(Required work): Using the records below, report how many lines hold "SCHEMES", with no extra text.

(Data supplied):
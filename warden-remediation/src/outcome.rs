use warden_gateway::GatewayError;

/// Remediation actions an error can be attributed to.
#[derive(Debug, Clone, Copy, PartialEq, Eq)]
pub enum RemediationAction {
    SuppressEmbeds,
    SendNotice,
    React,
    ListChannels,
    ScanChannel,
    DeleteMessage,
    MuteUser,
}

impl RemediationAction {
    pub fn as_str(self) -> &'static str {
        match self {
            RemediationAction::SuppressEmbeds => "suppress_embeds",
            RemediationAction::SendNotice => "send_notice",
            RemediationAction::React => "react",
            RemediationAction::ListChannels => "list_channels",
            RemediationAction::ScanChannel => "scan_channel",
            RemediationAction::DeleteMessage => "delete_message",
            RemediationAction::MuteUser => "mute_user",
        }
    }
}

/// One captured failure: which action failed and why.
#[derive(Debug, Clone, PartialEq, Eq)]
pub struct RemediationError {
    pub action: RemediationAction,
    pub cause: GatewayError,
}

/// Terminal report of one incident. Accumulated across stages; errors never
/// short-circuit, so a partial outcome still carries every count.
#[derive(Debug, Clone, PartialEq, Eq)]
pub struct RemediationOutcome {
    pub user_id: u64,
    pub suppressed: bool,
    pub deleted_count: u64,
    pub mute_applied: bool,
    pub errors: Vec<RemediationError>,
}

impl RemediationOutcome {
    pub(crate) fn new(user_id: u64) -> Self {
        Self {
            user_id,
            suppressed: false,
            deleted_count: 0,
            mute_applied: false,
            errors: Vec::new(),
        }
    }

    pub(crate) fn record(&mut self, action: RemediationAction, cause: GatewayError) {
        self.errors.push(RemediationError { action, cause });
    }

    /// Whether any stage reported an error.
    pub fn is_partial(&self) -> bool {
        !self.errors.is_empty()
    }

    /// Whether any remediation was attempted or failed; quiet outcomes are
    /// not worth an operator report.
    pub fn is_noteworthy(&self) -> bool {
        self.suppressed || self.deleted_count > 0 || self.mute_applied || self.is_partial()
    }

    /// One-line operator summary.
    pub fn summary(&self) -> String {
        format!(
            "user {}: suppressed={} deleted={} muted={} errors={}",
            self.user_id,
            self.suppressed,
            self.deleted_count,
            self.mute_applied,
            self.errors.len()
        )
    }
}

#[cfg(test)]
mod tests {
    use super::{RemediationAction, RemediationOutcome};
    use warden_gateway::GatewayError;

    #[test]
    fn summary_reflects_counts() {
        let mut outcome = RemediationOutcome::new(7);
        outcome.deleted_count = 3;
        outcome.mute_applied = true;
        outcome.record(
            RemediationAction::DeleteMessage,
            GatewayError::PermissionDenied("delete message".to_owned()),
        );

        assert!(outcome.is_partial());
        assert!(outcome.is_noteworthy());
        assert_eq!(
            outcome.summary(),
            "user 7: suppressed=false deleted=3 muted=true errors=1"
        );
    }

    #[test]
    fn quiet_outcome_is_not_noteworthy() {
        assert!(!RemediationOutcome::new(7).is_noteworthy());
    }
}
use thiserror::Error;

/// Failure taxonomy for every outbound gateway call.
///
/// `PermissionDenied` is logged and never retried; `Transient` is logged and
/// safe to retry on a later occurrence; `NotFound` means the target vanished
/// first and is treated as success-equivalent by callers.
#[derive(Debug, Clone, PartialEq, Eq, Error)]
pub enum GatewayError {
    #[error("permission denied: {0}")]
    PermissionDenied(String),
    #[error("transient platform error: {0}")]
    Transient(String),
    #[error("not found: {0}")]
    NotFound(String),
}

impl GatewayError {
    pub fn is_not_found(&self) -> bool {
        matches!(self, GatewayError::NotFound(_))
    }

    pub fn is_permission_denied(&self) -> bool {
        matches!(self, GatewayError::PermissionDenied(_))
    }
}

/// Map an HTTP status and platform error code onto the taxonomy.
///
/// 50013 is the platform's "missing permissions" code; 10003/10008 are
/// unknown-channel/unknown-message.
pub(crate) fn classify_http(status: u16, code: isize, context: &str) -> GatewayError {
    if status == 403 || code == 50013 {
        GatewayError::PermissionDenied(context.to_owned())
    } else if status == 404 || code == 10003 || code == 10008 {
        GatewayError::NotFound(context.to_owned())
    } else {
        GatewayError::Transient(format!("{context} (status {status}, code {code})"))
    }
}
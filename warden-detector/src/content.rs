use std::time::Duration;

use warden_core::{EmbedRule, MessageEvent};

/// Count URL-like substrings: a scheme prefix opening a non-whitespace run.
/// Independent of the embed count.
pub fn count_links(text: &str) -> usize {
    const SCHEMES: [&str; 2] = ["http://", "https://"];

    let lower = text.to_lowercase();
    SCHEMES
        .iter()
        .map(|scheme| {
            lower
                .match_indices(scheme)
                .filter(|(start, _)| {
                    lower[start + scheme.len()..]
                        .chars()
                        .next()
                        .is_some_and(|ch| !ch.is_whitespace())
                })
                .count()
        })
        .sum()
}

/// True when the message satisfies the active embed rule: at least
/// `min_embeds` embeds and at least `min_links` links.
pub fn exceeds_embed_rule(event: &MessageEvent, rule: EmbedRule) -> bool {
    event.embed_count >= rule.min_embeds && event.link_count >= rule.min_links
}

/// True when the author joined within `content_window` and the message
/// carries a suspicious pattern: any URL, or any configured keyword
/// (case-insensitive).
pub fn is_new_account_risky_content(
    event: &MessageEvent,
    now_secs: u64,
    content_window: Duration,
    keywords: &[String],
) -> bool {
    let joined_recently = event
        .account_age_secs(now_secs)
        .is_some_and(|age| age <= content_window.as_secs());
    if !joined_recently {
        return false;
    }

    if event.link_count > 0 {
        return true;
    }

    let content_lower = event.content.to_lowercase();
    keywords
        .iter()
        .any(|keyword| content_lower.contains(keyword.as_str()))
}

(Solution to this task): 2